PROBLEM TO SOLVE: Repeat the records below exactly.
** DATA FOR THIS TASK follows **
//! concur - Derive training readiness from contributor annotations
//!
//! Reads image snapshots exported by the project service as JSON and prints
//! the status the consensus engine derives for each image, or compares two
//! annotation sets region by region.

use std::fs;
use std::io::{self, BufWriter, Write};
use std::path::{Path, PathBuf};
use std::process::ExitCode;

use anyhow::{Context, Result};
use clap::{ArgAction, Parser, Subcommand};
use concur_core::{
    Annotation, ConsensusParams, Image, ImageRecord, ImageStatus, RegionParams, ValidationError,
    compare_regions, recompute_statuses,
};
use serde::Deserialize;
use serde_json::{Value, json};
use tracing::{debug, error, info};
use tracing_subscriber::{EnvFilter, layer::SubscriberExt, util::SubscriberInitExt};

/// Derive image statuses from independent taggers' annotations.
#[derive(Parser, Debug)]
#[command(name = "concur")]
#[command(author, version, about, long_about = None)]
struct Args {
    /// Use debug logging level
    #[arg(short = 'd', long, global = true, action = ArgAction::SetTrue)]
    debug: bool,

    /// TOML file with [consensus] and [regions] tables
    #[arg(short = 'c', long, global = true)]
    config: Option<PathBuf>,

    /// Similarity threshold, overriding the configured one for the command
    #[arg(short = 't', long, global = true)]
    threshold: Option<f64>,

    #[command(subcommand)]
    command: Command,
}

#[derive(Subcommand, Debug)]
enum Command {
    /// Print the status of every image in a JSON file of image records
    Status {
        /// JSON file holding one image record or an array of them
        file: PathBuf,
    },
    /// Compare two annotation sets in both directions
    Compare {
        /// JSON file holding {"left": [...], "right": [...]}
        file: PathBuf,
    },
}

/// Thresholds loaded from `--config`.
#[derive(Debug, Default, Deserialize)]
#[serde(default)]
struct Settings {
    consensus: ConsensusParams,
    regions: RegionParams,
}

#[derive(Deserialize)]
#[serde(untagged)]
enum StatusInput {
    Many(Vec<ImageRecord>),
    One(ImageRecord),
}

#[derive(Deserialize)]
struct CompareInput {
    left: Vec<Annotation>,
    right: Vec<Annotation>,
}

fn main() -> ExitCode {
    let args = Args::parse();
    init_logging(args.debug);
    debug!("Arguments: {:?}", args);

    match run(args) {
        Ok(true) => ExitCode::SUCCESS,
        Ok(false) => ExitCode::FAILURE,
        Err(e) => {
            error!("{e:#}");
            eprintln!("error: {e:#}");
            ExitCode::FAILURE
        }
    }
}

fn init_logging(debug: bool) {
    let default = if debug {
        "concur=debug,concur_core=debug"
    } else {
        "concur=info,concur_core=warn"
    };
    tracing_subscriber::registry()
        .with(EnvFilter::try_from_default_env().unwrap_or_else(|_| default.into()))
        .with(tracing_subscriber::fmt::layer().with_writer(io::stderr))
        .init();
}

fn load_settings(path: Option<&Path>) -> Result<Settings> {
    let Some(path) = path else {
        return Ok(Settings::default());
    };
    let text = fs::read_to_string(path)
        .with_context(|| format!("Failed to read config {}", path.display()))?;
    toml::from_str(&text).with_context(|| format!("Invalid config {}", path.display()))
}

/// Returns false if any image was rejected.
fn run(args: Args) -> Result<bool> {
    let mut settings = load_settings(args.config.as_deref())?;
    let stdout = io::stdout();
    let mut out = BufWriter::new(stdout.lock());

    let ok = match args.command {
        Command::Status { file } => {
            if let Some(t) = args.threshold {
                settings.consensus = ConsensusParams::new(t)?;
            }
            let input: StatusInput = read_json(&file)?;
            let records = match input {
                StatusInput::Many(records) => records,
                StatusInput::One(record) => vec![record],
            };
            let lines = derive_statuses(records, &settings.consensus);
            let ok = lines.iter().all(|l| l.get("error").is_none());
            for line in &lines {
                writeln!(out, "{line}")?;
            }
            ok
        }
        Command::Compare { file } => {
            if let Some(t) = args.threshold {
                settings.regions = RegionParams::new(t)?;
            }
            let input: CompareInput = read_json(&file)?;
            let report = compare_regions(&input.left, &input.right, &settings.regions)?;
            info!(
                unanimous = report.is_unanimous(),
                ratio = report.agreement_ratio(),
                "compared regions"
            );
            let value = json!({
                "unanimous": report.is_unanimous(),
                "agreementRatio": report.agreement_ratio(),
                "report": report,
            });
            writeln!(out, "{}", serde_json::to_string_pretty(&value)?)?;
            true
        }
    };

    out.flush()?;
    Ok(ok)
}

fn read_json<T: for<'de> Deserialize<'de>>(path: &Path) -> Result<T> {
    let text =
        fs::read_to_string(path).with_context(|| format!("Failed to read {}", path.display()))?;
    serde_json::from_str(&text).with_context(|| format!("Invalid JSON in {}", path.display()))
}

/// One output line per record, in input order.
fn derive_statuses(records: Vec<ImageRecord>, params: &ConsensusParams) -> Vec<Value> {
    let mut lines: Vec<Option<Value>> = vec![None; records.len()];
    let mut images = Vec::with_capacity(records.len());
    let mut slots = Vec::with_capacity(records.len());

    for (i, record) in records.into_iter().enumerate() {
        let image_id = record.image_id.clone();
        match Image::try_from(record) {
            Ok(image) => {
                slots.push(i);
                images.push(image);
            }
            Err(e) => lines[i] = Some(error_line(&image_id, &e)),
        }
    }

    for (slot, result) in slots.into_iter().zip(recompute_statuses(&images, params)) {
        lines[slot] = Some(status_line(&result));
    }
    lines.into_iter().flatten().collect()
}

fn status_line(result: &ImageStatus) -> Value {
    match &result.status {
        Ok(status) => json!({ "imageId": result.image_id, "status": status }),
        Err(e) => error_line(&result.image_id, e),
    }
}

fn error_line(image_id: &str, err: &ValidationError) -> Value {
    error!(image_id, field = err.field(), "{err}");
    json!({ "imageId": image_id, "error": err.to_string(), "field": err.field() })
}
** End of DATA FOR THIS TASK **
SOLUTION TO THIS PROBLEM:
//! concur - Derive training readiness from contributor annotations
//!
//! Reads image snapshots exported by the project service as JSON and prints
//! the status the consensus engine derives for each image, or compares two
//! annotation sets region by region.

use std::fs;
use std::io::{self, BufWriter, Write};
use std::path::{Path, PathBuf};
use std::process::ExitCode;

use anyhow::{Context, Result};
use clap::{ArgAction, Parser, Subcommand};
use concur_core::{
    Annotation, ConsensusParams, Image, ImageRecord, ImageStatus, RegionParams, ValidationError,
    compare_regions, recompute_statuses,
};
use serde::Deserialize;
use serde_json::{Value, json};
use tracing::{debug, error, info};
use tracing_subscriber::{EnvFilter, layer::SubscriberExt, util::SubscriberInitExt};

/// Derive image statuses from independent taggers' annotations.
#[derive(Parser, Debug)]
#[command(name = "concur")]
#[command(author, version, about, long_about = None)]
struct Args {
    /// Use debug logging level
    #[arg(short = 'd', long, global = true, action = ArgAction::SetTrue)]
    debug: bool,

    /// TOML file with [consensus] and [regions] tables
    #[arg(short = 'c', long, global = true)]
    config: Option<PathBuf>,

    /// Similarity threshold, overriding the configured one for the command
    #[arg(short = 't', long, global = true)]
    threshold: Option<f64>,

    #[command(subcommand)]
    command: Command,
}

#[derive(Subcommand, Debug)]
enum Command {
    /// Print the status of every image in a JSON file of image records
    Status {
        /// JSON file holding one image record or an array of them
        file: PathBuf,
    },
    /// Compare two annotation sets in both directions
    Compare {
        /// JSON file holding {"left": [...], "right": [...]}
        file: PathBuf,
    },
}

/// Thresholds loaded from `--config`.
#[derive(Debug, Default, Deserialize)]
#[serde(default)]
struct Settings {
    consensus: ConsensusParams,
    regions: RegionParams,
}

#[derive(Deserialize)]
#[serde(untagged)]
enum StatusInput {
    Many(Vec<ImageRecord>),
    One(ImageRecord),
}

#[derive(Deserialize)]
struct CompareInput {
    left: Vec<Annotation>,
    right: Vec<Annotation>,
}

fn main() -> ExitCode {
    let args = Args::parse();
    init_logging(args.debug);
    debug!("Arguments: {:?}", args);

    match run(args) {
        Ok(true) => ExitCode::SUCCESS,
        Ok(false) => ExitCode::FAILURE,
        Err(e) => {
            error!("{e:#}");
            eprintln!("error: {e:#}");
            ExitCode::FAILURE
        }
    }
}

fn init_logging(debug: bool) {
    let default = if debug {
        "concur=debug,concur_core=debug"
    } else {
        "concur=info,concur_core=warn"
    };
    tracing_subscriber::registry()
        .with(EnvFilter::try_from_default_env().unwrap_or_else(|_| default.into()))
        .with(tracing_subscriber::fmt::layer().with_writer(io::stderr))
        .init();
}

fn load_settings(path: Option<&Path>) -> Result<Settings> {
    let Some(path) = path else {
        return Ok(Settings::default());
    };
    let text = fs::read_to_string(path)
        .with_context(|| format!("Failed to read config {}", path.display()))?;
    toml::from_str(&text).with_context(|| format!("Invalid config {}", path.display()))
}

/// Returns false if any image was rejected.
fn run(args: Args) -> Result<bool> {
    let mut settings = load_settings(args.config.as_deref())?;
    let stdout = io::stdout();
    let mut out = BufWriter::new(stdout.lock());

    let ok = match args.command {
        Command::Status { file } => {
            if let Some(t) = args.threshold {
                settings.consensus = ConsensusParams::new(t)?;
            }
            let input: StatusInput = read_json(&file)?;
            let records = match input {
                StatusInput::Many(records) => records,
                StatusInput::One(record) => vec![record],
            };
            let lines = derive_statuses(records, &settings.consensus);
            let ok = lines.iter().all(|l| l.get("error").is_none());
            for line in &lines {
                writeln!(out, "{line}")?;
            }
            ok
        }
        Command::Compare { file } => {
            if let Some(t) = args.threshold {
                settings.regions = RegionParams::new(t)?;
            }
            let input: CompareInput = read_json(&file)?;
            let report = compare_regions(&input.left, &input.right, &settings.regions)?;
            info!(
                unanimous = report.is_unanimous(),
                ratio = report.agreement_ratio(),
                "compared regions"
            );
            let value = json!({
                "unanimous": report.is_unanimous(),
                "agreementRatio": report.agreement_ratio(),
                "report": report,
            });
            writeln!(out, "{}", serde_json::to_string_pretty(&value)?)?;
            true
        }
    };

    out.flush()?;
    Ok(ok)
}

fn read_json<T: for<'de> Deserialize<'de>>(path: &Path) -> Result<T> {
    let text =
        fs::read_to_string(path).with_context(|| format!("Failed to read {}", path.display()))?;
    serde_json::from_str(&text).with_context(|| format!("Invalid JSON in {}", path.display()))
}

/// One output line per record, in input order.
fn derive_statuses(records: Vec<ImageRecord>, params: &ConsensusParams) -> Vec<Value> {
    let mut lines: Vec<Option<Value>> = vec![None; records.len()];
    let mut images = Vec::with_capacity(records.len());
    let mut slots = Vec::with_capacity(records.len());

    for (i, record) in records.into_iter().enumerate() {
        let image_id = record.image_id.clone();
        match Image::try_from(record) {
            Ok(image) => {
                slots.push(i);
                images.push(image);
            }
            Err(e) => lines[i] = Some(error_line(&image_id, &e)),
        }
    }

    for (slot, result) in slots.into_iter().zip(recompute_statuses(&images, params)) {
        lines[slot] = Some(status_line(&result));
    }
    lines.into_iter().flatten().collect()
}

fn status_line(result: &ImageStatus) -> Value {
    match &result.status {
        Ok(status) => json!({ "imageId": result.image_id, "status": status }),
        Err(e) => error_line(&result.image_id, e),
    }
}

fn error_line(image_id: &str, err: &ValidationError) -> Value {
    error!(image_id, field = err.field(), "{err}");
    json!({ "imageId": image_id, "error": err.to_string(), "field": err.field() })
}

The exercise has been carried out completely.